//! Batch driver: runs a record set through the [`Processor`] and summarizes the run.

use std::sync::Arc;
use std::time::Instant;

use serde::{Deserialize, Serialize};
use tokio::sync::{Semaphore, mpsc};
use tracing::{error, info, instrument};
use uuid::Uuid;

use paperpipe_shared::{PaperRecord, PapersIndex, ProcessingStatus, Result, utc_timestamp};
use paperpipe_storage::{Storage, write_json};

use crate::pipeline::{BinaryFetcher, ProcessResult, Processor, TextConverter};

// ---------------------------------------------------------------------------
// Run summary
// ---------------------------------------------------------------------------

/// Which records a run targets.
#[derive(Debug, Clone, Copy, PartialEq, Eq, Serialize, Deserialize)]
#[serde(rename_all = "snake_case")]
pub enum RunMode {
    /// Every input record.
    Process,
    /// Only records whose indexed status is retry-eligible.
    RetryFailed,
}

/// Paper ids grouped by terminal status, in input order.
#[derive(Debug, Clone, Default, PartialEq, Serialize, Deserialize)]
pub struct RunResults {
    pub completed: Vec<String>,
    pub failed_download: Vec<String>,
    pub failed_conversion: Vec<String>,
    pub failed: Vec<String>,
    pub skipped: Vec<String>,
}

impl RunResults {
    fn push(&mut self, result: &ProcessResult) {
        let bucket = match result.status {
            ProcessingStatus::Completed => &mut self.completed,
            ProcessingStatus::FailedDownload => &mut self.failed_download,
            ProcessingStatus::FailedConversion => &mut self.failed_conversion,
            ProcessingStatus::Skipped => &mut self.skipped,
            _ => &mut self.failed,
        };
        bucket.push(result.paper_id.clone());
    }
}

/// Outcome of one batch run, persisted as `index/processing_summary.json`.
#[derive(Debug, Clone, PartialEq, Serialize, Deserialize)]
pub struct RunSummary {
    pub run_id: String,
    pub mode: RunMode,
    pub started_at: String,
    pub total_records: usize,
    pub elapsed_seconds: f64,
    pub results: RunResults,
}

impl RunSummary {
    /// Number of records that ended in `status`.
    pub fn count(&self, status: ProcessingStatus) -> usize {
        match status {
            ProcessingStatus::Completed => self.results.completed.len(),
            ProcessingStatus::FailedDownload => self.results.failed_download.len(),
            ProcessingStatus::FailedConversion => self.results.failed_conversion.len(),
            ProcessingStatus::Failed => self.results.failed.len(),
            ProcessingStatus::Skipped => self.results.skipped.len(),
            _ => 0,
        }
    }

    /// Write the summary next to the index.
    pub fn save(&self, storage: &Storage) -> Result<()> {
        write_json(&storage.summary_path(), self)
    }
}

// ---------------------------------------------------------------------------
// Progress
// ---------------------------------------------------------------------------

/// Progress callback for a batch run.
pub trait ProgressReporter: Send + Sync {
    /// Called once with the number of records that will be processed.
    fn start(&self, total: usize);
    /// Called as each record finishes; `done` counts finished records.
    fn record_done(&self, result: &ProcessResult, done: usize, total: usize);
    /// Called when the run completes.
    fn finish(&self, summary: &RunSummary);
}

/// No-op progress reporter for headless/test usage.
pub struct SilentProgress;

impl ProgressReporter for SilentProgress {
    fn start(&self, _total: usize) {}
    fn record_done(&self, _result: &ProcessResult, _done: usize, _total: usize) {}
    fn finish(&self, _summary: &RunSummary) {}
}

// ---------------------------------------------------------------------------
// Retry selection
// ---------------------------------------------------------------------------

/// Keep the records whose indexed status is `failed_download`,
/// `failed_conversion`, or `pending`. Records without a row are dropped.
pub fn select_retry_candidates(records: Vec<PaperRecord>, index: &PapersIndex) -> Vec<PaperRecord> {
    records
        .into_iter()
        .filter(|record| {
            index
                .status_of(&record.paper_id)
                .is_some_and(|status| status.is_retry_eligible())
        })
        .collect()
}

// ---------------------------------------------------------------------------
// Driver
// ---------------------------------------------------------------------------

/// Applies a [`Processor`] to a record set, one record or a bounded pool at a time.
pub struct BatchDriver<F, C> {
    processor: Arc<Processor<F, C>>,
    concurrency: usize,
}

impl<F, C> BatchDriver<F, C>
where
    F: BinaryFetcher + 'static,
    C: TextConverter + 'static,
{
    pub fn new(processor: Arc<Processor<F, C>>, concurrency: usize) -> Self {
        Self {
            processor,
            concurrency: concurrency.max(1),
        }
    }

    /// Process `records` and summarize the run. Individual record failures
    /// never abort the batch; only reading the index in retry mode can fail.
    #[instrument(skip_all, fields(mode = ?mode, records = records.len()))]
    pub async fn run(
        &self,
        records: Vec<PaperRecord>,
        mode: RunMode,
        progress: &dyn ProgressReporter,
    ) -> Result<RunSummary> {
        let start = Instant::now();
        let started_at = utc_timestamp();

        let records = match mode {
            RunMode::Process => records,
            RunMode::RetryFailed => {
                let index = self.processor.storage().index().load()?;
                let input = records.len();
                let selected = select_retry_candidates(records, &index);
                info!(input, selected = selected.len(), "selected records for retry");
                selected
            }
        };

        let total = records.len();
        info!(total, concurrency = self.concurrency, "starting batch");
        progress.start(total);

        let outcomes = if self.concurrency == 1 {
            self.run_sequential(&records, progress).await
        } else {
            self.run_concurrent(&records, progress).await
        };

        let mut results = RunResults::default();
        for outcome in &outcomes {
            results.push(outcome);
        }

        let summary = RunSummary {
            run_id: Uuid::now_v7().to_string(),
            mode,
            started_at,
            total_records: total,
            elapsed_seconds: (start.elapsed().as_secs_f64() * 100.0).round() / 100.0,
            results,
        };

        info!(
            completed = summary.count(ProcessingStatus::Completed),
            skipped = summary.count(ProcessingStatus::Skipped),
            failed_download = summary.count(ProcessingStatus::FailedDownload),
            failed_conversion = summary.count(ProcessingStatus::FailedConversion),
            failed = summary.count(ProcessingStatus::Failed),
            elapsed_secs = summary.elapsed_seconds,
            "batch complete"
        );
        progress.finish(&summary);
        Ok(summary)
    }

    async fn run_sequential(
        &self,
        records: &[PaperRecord],
        progress: &dyn ProgressReporter,
    ) -> Vec<ProcessResult> {
        let total = records.len();
        let mut outcomes = Vec::with_capacity(total);
        for record in records {
            let result = self.processor.process_one(record).await;
            progress.record_done(&result, outcomes.len() + 1, total);
            outcomes.push(result);
        }
        outcomes
    }

    /// Spawn one task per record, at most `concurrency` running at once.
    /// Results come back in completion order and are returned in input order.
    async fn run_concurrent(
        &self,
        records: &[PaperRecord],
        progress: &dyn ProgressReporter,
    ) -> Vec<ProcessResult> {
        let total = records.len();
        let semaphore = Arc::new(Semaphore::new(self.concurrency));
        let (tx, mut rx) = mpsc::unbounded_channel::<(usize, ProcessResult)>();

        for (position, record) in records.iter().cloned().enumerate() {
            let processor = Arc::clone(&self.processor);
            let semaphore = Arc::clone(&semaphore);
            let tx = tx.clone();
            tokio::spawn(async move {
                let Ok(_permit) = semaphore.acquire_owned().await else {
                    return;
                };
                let result = processor.process_one(&record).await;
                let _ = tx.send((position, result));
            });
        }
        drop(tx);

        let mut slots: Vec<Option<ProcessResult>> = vec![None; total];
        let mut done = 0;
        while let Some((position, result)) = rx.recv().await {
            done += 1;
            progress.record_done(&result, done, total);
            slots[position] = Some(result);
        }

        // A slot is only empty if its task panicked.
        slots
            .into_iter()
            .zip(records)
            .map(|(slot, record)| {
                slot.unwrap_or_else(|| {
                    error!(paper_id = %record.paper_id, "worker task did not report a result");
                    ProcessResult::aborted(&record.paper_id, "worker task aborted")
                })
            })
            .collect()
    }
}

================

### Task item
Reproduce every record word for word.

### Answer for this exercise
//! Batch driver: runs a record set through the [`Processor`] and summarizes the run.

use std::sync::Arc;
use std::time::Instant;

use serde::{Deserialize, Serialize};
use tokio::sync::{Semaphore, mpsc};
use tracing::{error, info, instrument};
use uuid::Uuid;

use paperpipe_shared::{PaperRecord, PapersIndex, ProcessingStatus, Result, utc_timestamp};
use paperpipe_storage::{Storage, write_json};

use crate::pipeline::{BinaryFetcher, ProcessResult, Processor, TextConverter};

// ---------------------------------------------------------------------------
// Run summary
// ---------------------------------------------------------------------------

/// Which records a run targets.
#[derive(Debug, Clone, Copy, PartialEq, Eq, Serialize, Deserialize)]
#[serde(rename_all = "snake_case")]
pub enum RunMode {
    /// Every input record.
    Process,
    /// Only records whose indexed status is retry-eligible.
    RetryFailed,
}

/// Paper ids grouped by terminal status, in input order.
#[derive(Debug, Clone, Default, PartialEq, Serialize, Deserialize)]
pub struct RunResults {
    pub completed: Vec<String>,
    pub failed_download: Vec<String>,
    pub failed_conversion: Vec<String>,
    pub failed: Vec<String>,
    pub skipped: Vec<String>,
}

impl RunResults {
    fn push(&mut self, result: &ProcessResult) {
        let bucket = match result.status {
            ProcessingStatus::Completed => &mut self.completed,
            ProcessingStatus::FailedDownload => &mut self.failed_download,
            ProcessingStatus::FailedConversion => &mut self.failed_conversion,
            ProcessingStatus::Skipped => &mut self.skipped,
            _ => &mut self.failed,
        };
        bucket.push(result.paper_id.clone());
    }
}

/// Outcome of one batch run, persisted as `index/processing_summary.json`.
#[derive(Debug, Clone, PartialEq, Serialize, Deserialize)]
pub struct RunSummary {
    pub run_id: String,
    pub mode: RunMode,
    pub started_at: String,
    pub total_records: usize,
    pub elapsed_seconds: f64,
    pub results: RunResults,
}

impl RunSummary {
    /// Number of records that ended in `status`.
    pub fn count(&self, status: ProcessingStatus) -> usize {
        match status {
            ProcessingStatus::Completed => self.results.completed.len(),
            ProcessingStatus::FailedDownload => self.results.failed_download.len(),
            ProcessingStatus::FailedConversion => self.results.failed_conversion.len(),
            ProcessingStatus::Failed => self.results.failed.len(),
            ProcessingStatus::Skipped => self.results.skipped.len(),
            _ => 0,
        }
    }

    /// Write the summary next to the index.
    pub fn save(&self, storage: &Storage) -> Result<()> {
        write_json(&storage.summary_path(), self)
    }
}

// ---------------------------------------------------------------------------
// Progress
// ---------------------------------------------------------------------------

/// Progress callback for a batch run.
pub trait ProgressReporter: Send + Sync {
    /// Called once with the number of records that will be processed.
    fn start(&self, total: usize);
    /// Called as each record finishes; `done` counts finished records.
    fn record_done(&self, result: &ProcessResult, done: usize, total: usize);
    /// Called when the run completes.
    fn finish(&self, summary: &RunSummary);
}

/// No-op progress reporter for headless/test usage.
pub struct SilentProgress;

impl ProgressReporter for SilentProgress {
    fn start(&self, _total: usize) {}
    fn record_done(&self, _result: &ProcessResult, _done: usize, _total: usize) {}
    fn finish(&self, _summary: &RunSummary) {}
}

// ---------------------------------------------------------------------------
// Retry selection
// ---------------------------------------------------------------------------

/// Keep the records whose indexed status is `failed_download`,
/// `failed_conversion`, or `pending`. Records without a row are dropped.
pub fn select_retry_candidates(records: Vec<PaperRecord>, index: &PapersIndex) -> Vec<PaperRecord> {
    records
        .into_iter()
        .filter(|record| {
            index
                .status_of(&record.paper_id)
                .is_some_and(|status| status.is_retry_eligible())
        })
        .collect()
}

// ---------------------------------------------------------------------------
// Driver
// ---------------------------------------------------------------------------

/// Applies a [`Processor`] to a record set, one record or a bounded pool at a time.
pub struct BatchDriver<F, C> {
    processor: Arc<Processor<F, C>>,
    concurrency: usize,
}

impl<F, C> BatchDriver<F, C>
where
    F: BinaryFetcher + 'static,
    C: TextConverter + 'static,
{
    pub fn new(processor: Arc<Processor<F, C>>, concurrency: usize) -> Self {
        Self {
            processor,
            concurrency: concurrency.max(1),
        }
    }

    /// Process `records` and summarize the run. Individual record failures
    /// never abort the batch; only reading the index in retry mode can fail.
    #[instrument(skip_all, fields(mode = ?mode, records = records.len()))]
    pub async fn run(
        &self,
        records: Vec<PaperRecord>,
        mode: RunMode,
        progress: &dyn ProgressReporter,
    ) -> Result<RunSummary> {
        let start = Instant::now();
        let started_at = utc_timestamp();

        let records = match mode {
            RunMode::Process => records,
            RunMode::RetryFailed => {
                let index = self.processor.storage().index().load()?;
                let input = records.len();
                let selected = select_retry_candidates(records, &index);
                info!(input, selected = selected.len(), "selected records for retry");
                selected
            }
        };

        let total = records.len();
        info!(total, concurrency = self.concurrency, "starting batch");
        progress.start(total);

        let outcomes = if self.concurrency == 1 {
            self.run_sequential(&records, progress).await
        } else {
            self.run_concurrent(&records, progress).await
        };

        let mut results = RunResults::default();
        for outcome in &outcomes {
            results.push(outcome);
        }

        let summary = RunSummary {
            run_id: Uuid::now_v7().to_string(),
            mode,
            started_at,
            total_records: total,
            elapsed_seconds: (start.elapsed().as_secs_f64() * 100.0).round() / 100.0,
            results,
        };

        info!(
            completed = summary.count(ProcessingStatus::Completed),
            skipped = summary.count(ProcessingStatus::Skipped),
            failed_download = summary.count(ProcessingStatus::FailedDownload),
            failed_conversion = summary.count(ProcessingStatus::FailedConversion),
            failed = summary.count(ProcessingStatus::Failed),
            elapsed_secs = summary.elapsed_seconds,
            "batch complete"
        );
        progress.finish(&summary);
        Ok(summary)
    }

    async fn run_sequential(
        &self,
        records: &[PaperRecord],
        progress: &dyn ProgressReporter,
    ) -> Vec<ProcessResult> {
        let total = records.len();
        let mut outcomes = Vec::with_capacity(total);
        for record in records {
            let result = self.processor.process_one(record).await;
            progress.record_done(&result, outcomes.len() + 1, total);
            outcomes.push(result);
        }
        outcomes
    }

    /// Spawn one task per record, at most `concurrency` running at once.
    /// Results come back in completion order and are returned in input order.
    async fn run_concurrent(
        &self,
        records: &[PaperRecord],
        progress: &dyn ProgressReporter,
    ) -> Vec<ProcessResult> {
        let total = records.len();
        let semaphore = Arc::new(Semaphore::new(self.concurrency));
        let (tx, mut rx) = mpsc::unbounded_channel::<(usize, ProcessResult)>();

        for (position, record) in records.iter().cloned().enumerate() {
            let processor = Arc::clone(&self.processor);
            let semaphore = Arc::clone(&semaphore);
            let tx = tx.clone();
            tokio::spawn(async move {
                let Ok(_permit) = semaphore.acquire_owned().await else {
                    return;
                };
                let result = processor.process_one(&record).await;
                let _ = tx.send((position, result));
            });
        }
        drop(tx);

        let mut slots: Vec<Option<ProcessResult>> = vec![None; total];
        let mut done = 0;
        while let Some((position, result)) = rx.recv().await {
            done += 1;
            progress.record_done(&result, done, total);
            slots[position] = Some(result);
        }

        // A slot is only empty if its task panicked.
        slots
            .into_iter()
            .zip(records)
            .map(|(slot, record)| {
                slot.unwrap_or_else(|| {
                    error!(paper_id = %record.paper_id, "worker task did not report a result");
                    ProcessResult::aborted(&record.paper_id, "worker task aborted")
                })
            })
            .collect()
    }
}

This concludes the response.